→ **WHAT TO DO**
What do the lines from the top of the data through the line with "all) describes the" say? Quote them exactly and include both ends.

*** PROVIDED RECORDS Section Begins ***

use std::path::{Component, Path, PathBuf};

use serde::Deserialize;

use crate::common::error::SwatflowError;

/// Configuration of a workflow, usually loaded from `swatflow.toml`.
///
/// Every key has a default, so an empty file (or no file at all) describes the
/// standard iterative DAG layout.
#[derive(Debug, Default, Deserialize)]
#[serde(default, deny_unknown_fields)]
pub struct SwatflowConfig {
    pub workflow: WorkflowConfig,
    pub scheduler: SchedulerConfig,
    pub worker: WorkerConfig,
}

#[derive(Debug, Deserialize)]
#[serde(default, deny_unknown_fields)]
pub struct WorkflowConfig {
    /// Top-level DAG submitted by `reset` and resubmitted by `trigger`.
    pub dag_file: PathBuf,
    pub signal_file: PathBuf,
    /// Iteration counter
    pub state_file: PathBuf,
    pub results_file: PathBuf,
    pub runs_dir: PathBuf,
    pub log_dir: PathBuf,
    pub activity_log: PathBuf,
    /// Sub-DAGs are named `<prefix>_gen_<N>.dag`, the current one is `<prefix>_current.dag`.
    pub sub_dag_prefix: String,
    pub worker_submit_file: String,
    pub continue_token: String,
    pub max_iterations: u32,
    pub jobs_per_iteration: u32,
    /// Remove the signal file when the trigger decides to stop.
    pub remove_signal_on_stop: bool,
    /// Make the trigger exit with a non-zero code when resubmission fails.
    pub strict_trigger: bool,
    /// Additional paths removed by `reset`.
    pub extra_artifacts: Vec<PathBuf>,
}

impl Default for WorkflowConfig {
    fn default() -> Self {
        Self {
            dag_file: "main.dag".into(),
            signal_file: "continue_signal.txt".into(),
            state_file: "iteration.state".into(),
            results_file: "all_results.csv".into(),
            runs_dir: "multi_runs".into(),
            log_dir: "logs".into(),
            activity_log: "post_script.log".into(),
            sub_dag_prefix: "worker_jobs".to_string(),
            worker_submit_file: "worker.sub".to_string(),
            continue_token: "continue".to_string(),
            max_iterations: 3,
            jobs_per_iteration: 5,
            remove_signal_on_stop: false,
            strict_trigger: false,
            extra_artifacts: vec![],
        }
    }
}

#[derive(Debug, Deserialize)]
#[serde(default, deny_unknown_fields)]
pub struct SchedulerConfig {
    pub submit_dag_program: String,
    pub remove_program: String,
    /// Owner of the jobs removed by `reset`. Defaults to the current user.
    pub user: Option<String>,
}

impl Default for SchedulerConfig {
    fn default() -> Self {
        Self {
            submit_dag_program: "condor_submit_dag".to_string(),
            remove_program: "condor_rm".to_string(),
            user: None,
        }
    }
}

#[derive(Debug, Default, Deserialize)]
#[serde(default, deny_unknown_fields)]
pub struct WorkerConfig {
    pub executable: Option<PathBuf>,
    /// Arguments passed before the optional calibration/output pair,
    /// e.g. the script path when `executable` is an interpreter.
    pub args: Vec<String>,
    pub archives: Vec<PathBuf>,
    /// Directory (relative to the job directory) where the model is executed.
    pub workdir: Option<PathBuf>,
    pub expected_outputs: Vec<PathBuf>,
}

/// A path that names its own directory: it cannot point to the workflow directory
/// itself, the filesystem root or anything above them.
fn is_dedicated_directory(path: &Path) -> bool {
    let components: Vec<Component> = path.components().collect();
    components.iter().any(|c| matches!(c, Component::Normal(_)))
        && !components.contains(&Component::ParentDir)
}

impl SwatflowConfig {
    pub fn parse(content: &str) -> crate::Result<SwatflowConfig> {
        let config: SwatflowConfig = toml::from_str(content)?;
        config.validate()?;
        Ok(config)
    }

    /// Loads the configuration from `path`.
    /// When `required` is false, a missing file yields the default configuration.
    pub fn load(path: &Path, required: bool) -> crate::Result<SwatflowConfig> {
        match std::fs::read_to_string(path) {
            Ok(content) => {
                log::debug!("Loading configuration from {}", path.display());
                Self::parse(&content)
            }
            Err(error) if error.kind() == std::io::ErrorKind::NotFound && !required => {
                log::debug!(
                    "Configuration file {} not found, using defaults",
                    path.display()
                );
                Ok(SwatflowConfig::default())
            }
            Err(error) => Err(SwatflowError::GenericError(format!(
                "Cannot read configuration file {}: {error}",
                path.display()
            ))),
        }
    }

    fn validate(&self) -> crate::Result<()> {
        let workflow = &self.workflow;
        if workflow.continue_token.trim().is_empty() {
            return Err(SwatflowError::DeserializationError(
                "'continue_token' must not be empty".into(),
            ));
        }
        if workflow.jobs_per_iteration == 0 {
            return Err(SwatflowError::DeserializationError(
                "'jobs_per_iteration' must be at least 1".into(),
            ));
        }
        if workflow.sub_dag_prefix.is_empty() {
            return Err(SwatflowError::DeserializationError(
                "'sub_dag_prefix' must not be empty".into(),
            ));
        }
        // Both directories are deleted as a whole by `reset`
        for (key, path) in [("runs_dir", &workflow.runs_dir), ("log_dir", &workflow.log_dir)] {
            if !is_dedicated_directory(path) {
                return Err(SwatflowError::DeserializationError(format!(
                    "'{key}' must name a dedicated subdirectory, not {:?}",
                    path.display().to_string()
                )));
            }
        }
        Ok(())
    }
}

#[cfg(test)]
mod test {
    use super::SwatflowConfig;
    use crate::common::error::SwatflowError;
    use std::path::PathBuf;
    use tempfile::TempDir;

    #[test]
    fn test_empty_config_uses_defaults() {
        let config = SwatflowConfig::parse("").unwrap();
        assert_eq!(config.workflow.dag_file, PathBuf::from("main.dag"));
        assert_eq!(config.workflow.continue_token, "continue");
        assert_eq!(config.workflow.max_iterations, 3);
        assert_eq!(config.workflow.jobs_per_iteration, 5);
        assert_eq!(config.scheduler.submit_dag_program, "condor_submit_dag");
        assert!(config.worker.executable.is_none());
    }

    #[test]
    fn test_read_full_config() {
        let config = SwatflowConfig::parse(
            r#"
        [workflow]
        dag_file = "swat.dag"
        max_iterations = 10
        remove_signal_on_stop = true

        [scheduler]
        user = "jdoe"

        [worker]
        executable = "/opt/swatplus/swatplus"
        archives = ["TxtInOut.tar.gz"]
        workdir = "TxtInOut"
        expected_outputs = ["TxtInOut/channel_sd_day.txt", "TxtInOut/channel_sd_mon.txt"]
        "#,
        )
        .unwrap();
        assert_eq!(config.workflow.dag_file, PathBuf::from("swat.dag"));
        assert_eq!(config.workflow.max_iterations, 10);
        assert!(config.workflow.remove_signal_on_stop);
        assert_eq!(config.workflow.signal_file, PathBuf::from("continue_signal.txt"));
        assert_eq!(config.scheduler.user.as_deref(), Some("jdoe"));
        assert_eq!(
            config.worker.executable,
            Some(PathBuf::from("/opt/swatplus/swatplus"))
        );
        assert_eq!(config.worker.expected_outputs.len(), 2);
    }

    #[test]
    fn test_reject_unknown_key() {
        let result = SwatflowConfig::parse(
            r#"
        [workflow]
        dag = "x.dag"
        "#,
        );
        assert!(matches!(
            result,
            Err(SwatflowError::DeserializationError(_))
        ));
    }

    #[test]
    fn test_reject_zero_jobs() {
        let result = SwatflowConfig::parse(
            r#"
        [workflow]
        jobs_per_iteration = 0
        "#,
        );
        assert!(matches!(
            result,
            Err(SwatflowError::DeserializationError(_))
        ));
    }

    #[test]
    fn test_reject_workflow_root_as_generated_dir() {
        for content in [
            "[workflow]\nruns_dir = \".\"",
            "[workflow]\nruns_dir = \"\"",
            "[workflow]\nlog_dir = \"/\"",
            "[workflow]\nlog_dir = \"logs/..\"",
            "[workflow]\nruns_dir = \"../other\"",
        ] {
            assert!(
                matches!(
                    SwatflowConfig::parse(content),
                    Err(SwatflowError::DeserializationError(_))
                ),
                "{content} was accepted"
            );
        }
        let config = SwatflowConfig::parse("[workflow]\nruns_dir = \"/scratch/runs\"").unwrap();
        assert_eq!(config.workflow.runs_dir, PathBuf::from("/scratch/runs"));
    }

    #[test]
    fn test_load_missing_optional_config() {
        let dir = TempDir::new().unwrap();
        let config = SwatflowConfig::load(&dir.path().join("swatflow.toml"), false).unwrap();
        assert_eq!(config.workflow.runs_dir, PathBuf::from("multi_runs"));
        assert!(SwatflowConfig::load(&dir.path().join("swatflow.toml"), true).is_err());
    }
}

*** PROVIDED RECORDS Section Ends ***

→ **WRITTEN ANSWER**
use std::path::{Component, Path, PathBuf};

use serde::Deserialize;

use crate::common::error::SwatflowError;

/// Configuration of a workflow, usually loaded from `swatflow.toml`.
///
/// Every key has a default, so an empty file (or no file at all) describes the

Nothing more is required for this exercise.